-- Task statement --
Search the data for the string "TextPoint" and gather each line it is in.

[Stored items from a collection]

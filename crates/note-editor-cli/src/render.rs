//! Lays a document out as terminal lines.
//!
//! Every textblock becomes one or more segments tagged with its ordinal, so
//! a caret position can be mapped back to a row and display column.

use note_editor_engine::model::TextPoint;
use note_editor_engine::{BlockId, BlockKind, BlockNode, Document, MarkSet};
use ratatui::text::Span;

#[derive(Debug, Clone, Copy, PartialEq, Eq)]
pub enum Tone {
    Plain,
    Heading(u8),
    Code,
    Header,
    Muted,
}

#[derive(Debug, Clone, PartialEq)]
pub struct Segment {
    pub text: String,
    pub marks: MarkSet,
    pub tone: Tone,
    /// Textblock ordinal and the character offset this segment starts at
    pub source: Option<(usize, usize)>,
}

impl Segment {
    fn decoration(text: impl Into<String>) -> Self {
        Self {
            text: text.into(),
            marks: MarkSet::default(),
            tone: Tone::Muted,
            source: None,
        }
    }

    fn len(&self) -> usize {
        self.text.chars().count()
    }
}

#[derive(Debug, Clone, Default, PartialEq)]
pub struct DisplayLine {
    pub segments: Vec<Segment>,
    /// Ids of every tracked block this line belongs to, innermost first
    pub blocks: Vec<BlockId>,
}

impl DisplayLine {
    fn prefixed(mut self, prefix: &str) -> Self {
        self.segments.insert(0, Segment::decoration(prefix));
        self
    }
}

/// Terminal columns taken by `text`.
pub fn display_width(text: &str) -> usize {
    Span::raw(text).width()
}

pub fn layout(doc: &Document) -> Vec<DisplayLine> {
    let mut ordinal = 0;
    doc.blocks
        .iter()
        .flat_map(|block| block_lines(block, &mut ordinal))
        .collect()
}

fn block_lines(block: &BlockNode, ordinal: &mut usize) -> Vec<DisplayLine> {
    let mut lines = match &block.kind {
        BlockKind::Paragraph => vec![textblock_line(block, Tone::Plain, ordinal)],
        BlockKind::Heading(level) => {
            let line = textblock_line(block, Tone::Heading(level.get()), ordinal);
            vec![line.prefixed(&format!("{} ", "#".repeat(level.get() as usize)))]
        }
        BlockKind::CodeBlock => code_lines(block, ordinal),
        BlockKind::HorizontalRule => vec![DisplayLine {
            segments: vec![Segment::decoration("─".repeat(24))],
            blocks: Vec::new(),
        }],
        BlockKind::BulletList | BlockKind::OrderedList => {
            let ordered = matches!(block.kind, BlockKind::OrderedList);
            let mut out = Vec::new();
            for (index, item) in block.children().into_iter().flatten().enumerate() {
                let marker = if ordered {
                    format!("{}. ", index + 1)
                } else {
                    "• ".to_string()
                };
                let indent = " ".repeat(display_width(&marker));
                let item_lines = children_lines(item, ordinal);
                for (row, line) in item_lines.into_iter().enumerate() {
                    out.push(line.prefixed(if row == 0 { &marker } else { &indent }));
                }
            }
            out
        }
        BlockKind::Blockquote => children_lines(block, ordinal)
            .into_iter()
            .map(|line| line.prefixed("│ "))
            .collect(),
        BlockKind::Table { .. } => table_lines(block, ordinal),
        BlockKind::ListItem | BlockKind::TableRow | BlockKind::TableCell(_) | BlockKind::TableHeader(_) => {
            children_lines(block, ordinal)
        }
    };
    if let Some(id) = &block.id {
        for line in &mut lines {
            line.blocks.push(id.clone());
        }
    }
    lines
}

fn children_lines(block: &BlockNode, ordinal: &mut usize) -> Vec<DisplayLine> {
    block
        .children()
        .into_iter()
        .flatten()
        .flat_map(|child| block_lines(child, ordinal))
        .collect()
}

fn textblock_line(block: &BlockNode, tone: Tone, ordinal: &mut usize) -> DisplayLine {
    let current = *ordinal;
    *ordinal += 1;
    let mut offset = 0;
    let mut segments = Vec::new();
    for run in block.runs().into_iter().flatten() {
        segments.push(Segment {
            text: run.text.clone(),
            marks: run.marks.clone(),
            tone,
            source: Some((current, offset)),
        });
        offset += run.len();
    }
    if segments.is_empty() {
        segments.push(Segment {
            text: String::new(),
            marks: MarkSet::default(),
            tone,
            source: Some((current, 0)),
        });
    }
    DisplayLine {
        segments,
        blocks: Vec::new(),
    }
}

/// Code keeps its newlines, so it spans several rows.
fn code_lines(block: &BlockNode, ordinal: &mut usize) -> Vec<DisplayLine> {
    let current = *ordinal;
    *ordinal += 1;
    let text = block.text_content();
    let mut offset = 0;
    let mut out = Vec::new();
    for line in text.split('\n') {
        out.push(
            DisplayLine {
                segments: vec![Segment {
                    text: line.to_string(),
                    marks: MarkSet::default(),
                    tone: Tone::Code,
                    source: Some((current, offset)),
                }],
                blocks: Vec::new(),
            }
            .prefixed("  "),
        );
        offset += line.chars().count() + 1;
    }
    out
}

/// One row per table row; the textblocks of a cell sit side by side.
fn table_lines(table: &BlockNode, ordinal: &mut usize) -> Vec<DisplayLine> {
    let mut out = Vec::new();
    for row in table.children().into_iter().flatten() {
        let mut line = DisplayLine::default();
        line.segments.push(Segment::decoration("│ "));
        for cell in row.children().into_iter().flatten() {
            let header = matches!(cell.kind, BlockKind::TableHeader(_));
            for (index, cell_line) in children_lines(cell, ordinal).into_iter().enumerate() {
                if index > 0 {
                    line.segments.push(Segment::decoration(" "));
                }
                line.segments.extend(cell_line.segments.into_iter().map(|mut segment| {
                    if header && segment.source.is_some() {
                        segment.tone = Tone::Header;
                    }
                    segment
                }));
            }
            line.segments.push(Segment::decoration(" │ "));
        }
        out.push(line);
    }
    out
}

/// Row and display column of a caret at `point`.
pub fn caret_cell(lines: &[DisplayLine], point: TextPoint) -> Option<(usize, usize)> {
    let mut fallback = None;
    for (row, line) in lines.iter().enumerate() {
        let mut column = 0;
        for segment in &line.segments {
            if let Some((ordinal, start)) = segment.source
                && ordinal == point.ordinal
                && point.offset >= start
                && point.offset <= start + segment.len()
            {
                let before: String = segment.text.chars().take(point.offset - start).collect();
                let cell = (row, column + display_width(&before));
                // A caret between two runs belongs to the later one.
                if point.offset < start + segment.len() {
                    return Some(cell);
                }
                fallback = Some(cell);
            }
            column += display_width(&segment.text);
        }
    }
    fallback
}

/// First row showing any part of the textblock `ordinal`.
pub fn row_of(lines: &[DisplayLine], ordinal: usize) -> Option<usize> {
    lines.iter().position(|line| {
        line.segments
            .iter()
            .any(|segment| segment.source.is_some_and(|(o, _)| o == ordinal))
    })
}

#[cfg(test)]
mod tests {
    use super::*;
    use note_editor_engine::model::markup::parse_markup;
    use pretty_assertions::assert_eq;

    fn plain(lines: &[DisplayLine]) -> Vec<String> {
        lines
            .iter()
            .map(|line| line.segments.iter().map(|segment| segment.text.as_str()).collect())
            .collect()
    }

    #[test]
    fn test_layout_prefixes_blocks() {
        let doc = parse_markup(
            "<h2>Title</h2><ul><li><p>one</p><p>more</p></li></ul><ol><li><p>a</p></li><li><p>b</p></li></ol><blockquote><p>q</p></blockquote><hr>",
        )
        .unwrap();

        assert_eq!(
            plain(&layout(&doc)),
            vec![
                "## Title",
                "• one",
                "  more",
                "1. a",
                "2. b",
                "│ q",
                &"─".repeat(24),
            ]
        );
    }

    #[test]
    fn test_layout_puts_table_rows_on_one_line() {
        let doc = parse_markup(
            "<table><tr><th><p>h1</p></th><th><p>h2</p></th></tr><tr><td><p>a</p></td><td><p></p></td></tr></table>",
        )
        .unwrap();
        let lines = layout(&doc);

        assert_eq!(plain(&lines), vec!["│ h1 │ h2 │ ", "│ a │  │ "]);
        assert_eq!(lines[0].segments[1].tone, Tone::Header);
        assert_eq!(caret_cell(&lines, TextPoint { ordinal: 3, offset: 0 }), Some((1, 6)));
    }

    #[test]
    fn test_caret_cell_counts_wide_characters() {
        let doc = parse_markup("<p>제목 <strong>b</strong></p>").unwrap();
        let lines = layout(&doc);

        assert_eq!(caret_cell(&lines, TextPoint { ordinal: 0, offset: 2 }), Some((0, 4)));
        // End of the first run is the start of the bold one.
        assert_eq!(caret_cell(&lines, TextPoint { ordinal: 0, offset: 3 }), Some((0, 5)));
        assert_eq!(caret_cell(&lines, TextPoint { ordinal: 0, offset: 4 }), Some((0, 6)));
    }

    #[test]
    fn test_code_block_spans_rows() {
        let doc = parse_markup("<p>x</p><pre><code>fn a()\n{}</code></pre>").unwrap();
        let lines = layout(&doc);

        assert_eq!(plain(&lines), vec!["x", "  fn a()", "  {}"]);
        assert_eq!(caret_cell(&lines, TextPoint { ordinal: 1, offset: 8 }), Some((2, 3)));
        assert_eq!(row_of(&lines, 1), Some(1));
    }

    #[test]
    fn test_lines_know_their_blocks() {
        let doc = parse_markup(r#"<ul data-id="l"><li><p data-id="p">one</p></li></ul>"#).unwrap();
        let lines = layout(&doc);

        assert_eq!(lines[0].blocks, vec![BlockId::new("p"), BlockId::new("l")]);
    }
}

-- Solution --
use note_editor_engine::model::TextPoint;
pub fn caret_cell(lines: &[DisplayLine], point: TextPoint) -> Option<(usize, usize)> {
        assert_eq!(caret_cell(&lines, TextPoint { ordinal: 3, offset: 0 }), Some((1, 6)));
        assert_eq!(caret_cell(&lines, TextPoint { ordinal: 0, offset: 2 }), Some((0, 4)));
        assert_eq!(caret_cell(&lines, TextPoint { ordinal: 0, offset: 3 }), Some((0, 5)));
        assert_eq!(caret_cell(&lines, TextPoint { ordinal: 0, offset: 4 }), Some((0, 6)));
        assert_eq!(caret_cell(&lines, TextPoint { ordinal: 1, offset: 8 }), Some((2, 3)));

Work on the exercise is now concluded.